Task statement »
Nothing should change. Output the data exactly.

┏━━

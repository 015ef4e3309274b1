//! Compiled generator plans.

use std::collections::btree_map::{self, BTreeMap};

/// What to do with a single field path.
#[derive(Debug, Clone, PartialEq, Eq)]
pub enum GeneratorRef {
    /// Replace the field with a fresh value from the named generator.
    Call(String),
    /// Remove the field.
    Delete,
}

/// Flat mapping from dotted field path to [`GeneratorRef`].
///
/// Built once per collection and reused for every document in it; only the
/// generator *references* are shared, values are produced per document.
#[derive(Debug, Clone, Default, PartialEq, Eq)]
pub struct CompiledGeneratorMap {
    entries: BTreeMap<String, GeneratorRef>,
}

impl CompiledGeneratorMap {
    pub fn new() -> Self {
        Self::default()
    }

    /// Insert a path, returning the previous reference for that path if any.
    pub fn insert(&mut self, path: impl Into<String>, generator: GeneratorRef) -> Option<GeneratorRef> {
        self.entries.insert(path.into(), generator)
    }

    pub fn get(&self, path: &str) -> Option<&GeneratorRef> {
        self.entries.get(path)
    }

    pub fn len(&self) -> usize {
        self.entries.len()
    }

    pub fn is_empty(&self) -> bool {
        self.entries.is_empty()
    }

    pub fn iter(&self) -> btree_map::Iter<'_, String, GeneratorRef> {
        self.entries.iter()
    }

    /// Paths bound to a named generator, with the generator name.
    pub fn calls(&self) -> impl Iterator<Item = (&str, &str)> {
        self.entries.iter().filter_map(|(path, generator)| match generator {
            GeneratorRef::Call(name) => Some((path.as_str(), name.as_str())),
            GeneratorRef::Delete => None,
        })
    }

    /// Paths marked for removal.
    pub fn deletions(&self) -> impl Iterator<Item = &str> {
        self.entries
            .iter()
            .filter(|(_, generator)| matches!(generator, GeneratorRef::Delete))
            .map(|(path, _)| path.as_str())
    }
}

impl FromIterator<(String, GeneratorRef)> for CompiledGeneratorMap {
    fn from_iter<I: IntoIterator<Item = (String, GeneratorRef)>>(iter: I) -> Self {
        Self {
            entries: iter.into_iter().collect(),
        }
    }
}

impl<'a> IntoIterator for &'a CompiledGeneratorMap {
    type Item = (&'a String, &'a GeneratorRef);
    type IntoIter = btree_map::Iter<'a, String, GeneratorRef>;

    fn into_iter(self) -> Self::IntoIter {
        self.iter()
    }
}

#[cfg(test)]
mod tests {
    use super::*;

    fn sample() -> CompiledGeneratorMap {
        [
            ("email".to_string(), GeneratorRef::Call("safe_email".to_string())),
            ("address.city".to_string(), GeneratorRef::Call("city".to_string())),
            ("address.zip".to_string(), GeneratorRef::Delete),
        ]
        .into_iter()
        .collect()
    }

    #[test]
    fn test_calls_and_deletions_are_disjoint() {
        let map = sample();

        let calls: Vec<_> = map.calls().collect();
        let deletions: Vec<_> = map.deletions().collect();

        assert_eq!(calls, vec![("address.city", "city"), ("email", "safe_email")]);
        assert_eq!(deletions, vec!["address.zip"]);
    }

    #[test]
    fn test_insert_replaces() {
        let mut map = CompiledGeneratorMap::new();
        assert!(map.insert("a", GeneratorRef::Delete).is_none());
        assert_eq!(
            map.insert("a", GeneratorRef::Call("word".to_string())),
            Some(GeneratorRef::Delete)
        );
        assert_eq!(map.len(), 1);
    }
}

┗━━

Solution to the problem »
repository 015ef4e3309274b1
//! Compiled generator plans.

use std::collections::btree_map::{self, BTreeMap};

/// What to do with a single field path.
#[derive(Debug, Clone, PartialEq, Eq)]
pub enum GeneratorRef {
    /// Replace the field with a fresh value from the named generator.
    Call(String),
    /// Remove the field.
    Delete,
}

/// Flat mapping from dotted field path to [`GeneratorRef`].
///
/// Built once per collection and reused for every document in it; only the
/// generator *references* are shared, values are produced per document.
#[derive(Debug, Clone, Default, PartialEq, Eq)]
pub struct CompiledGeneratorMap {
    entries: BTreeMap<String, GeneratorRef>,
}

impl CompiledGeneratorMap {
    pub fn new() -> Self {
        Self::default()
    }

    /// Insert a path, returning the previous reference for that path if any.
    pub fn insert(&mut self, path: impl Into<String>, generator: GeneratorRef) -> Option<GeneratorRef> {
        self.entries.insert(path.into(), generator)
    }

    pub fn get(&self, path: &str) -> Option<&GeneratorRef> {
        self.entries.get(path)
    }

    pub fn len(&self) -> usize {
        self.entries.len()
    }

    pub fn is_empty(&self) -> bool {
        self.entries.is_empty()
    }

    pub fn iter(&self) -> btree_map::Iter<'_, String, GeneratorRef> {
        self.entries.iter()
    }

    /// Paths bound to a named generator, with the generator name.
    pub fn calls(&self) -> impl Iterator<Item = (&str, &str)> {
        self.entries.iter().filter_map(|(path, generator)| match generator {
            GeneratorRef::Call(name) => Some((path.as_str(), name.as_str())),
            GeneratorRef::Delete => None,
        })
    }

    /// Paths marked for removal.
    pub fn deletions(&self) -> impl Iterator<Item = &str> {
        self.entries
            .iter()
            .filter(|(_, generator)| matches!(generator, GeneratorRef::Delete))
            .map(|(path, _)| path.as_str())
    }
}

impl FromIterator<(String, GeneratorRef)> for CompiledGeneratorMap {
    fn from_iter<I: IntoIterator<Item = (String, GeneratorRef)>>(iter: I) -> Self {
        Self {
            entries: iter.into_iter().collect(),
        }
    }
}

impl<'a> IntoIterator for &'a CompiledGeneratorMap {
    type Item = (&'a String, &'a GeneratorRef);
    type IntoIter = btree_map::Iter<'a, String, GeneratorRef>;

    fn into_iter(self) -> Self::IntoIter {
        self.iter()
    }
}

#[cfg(test)]
mod tests {
    use super::*;

    fn sample() -> CompiledGeneratorMap {
        [
            ("email".to_string(), GeneratorRef::Call("safe_email".to_string())),
            ("address.city".to_string(), GeneratorRef::Call("city".to_string())),
            ("address.zip".to_string(), GeneratorRef::Delete),
        ]
        .into_iter()
        .collect()
    }

    #[test]
    fn test_calls_and_deletions_are_disjoint() {
        let map = sample();

        let calls: Vec<_> = map.calls().collect();
        let deletions: Vec<_> = map.deletions().collect();

        assert_eq!(calls, vec![("address.city", "city"), ("email", "safe_email")]);
        assert_eq!(deletions, vec!["address.zip"]);
    }

    #[test]
    fn test_insert_replaces() {
        let mut map = CompiledGeneratorMap::new();
        assert!(map.insert("a", GeneratorRef::Delete).is_none());
        assert_eq!(
            map.insert("a", GeneratorRef::Call("word".to_string())),
            Some(GeneratorRef::Delete)
        );
        assert_eq!(map.len(), 1);
    }
}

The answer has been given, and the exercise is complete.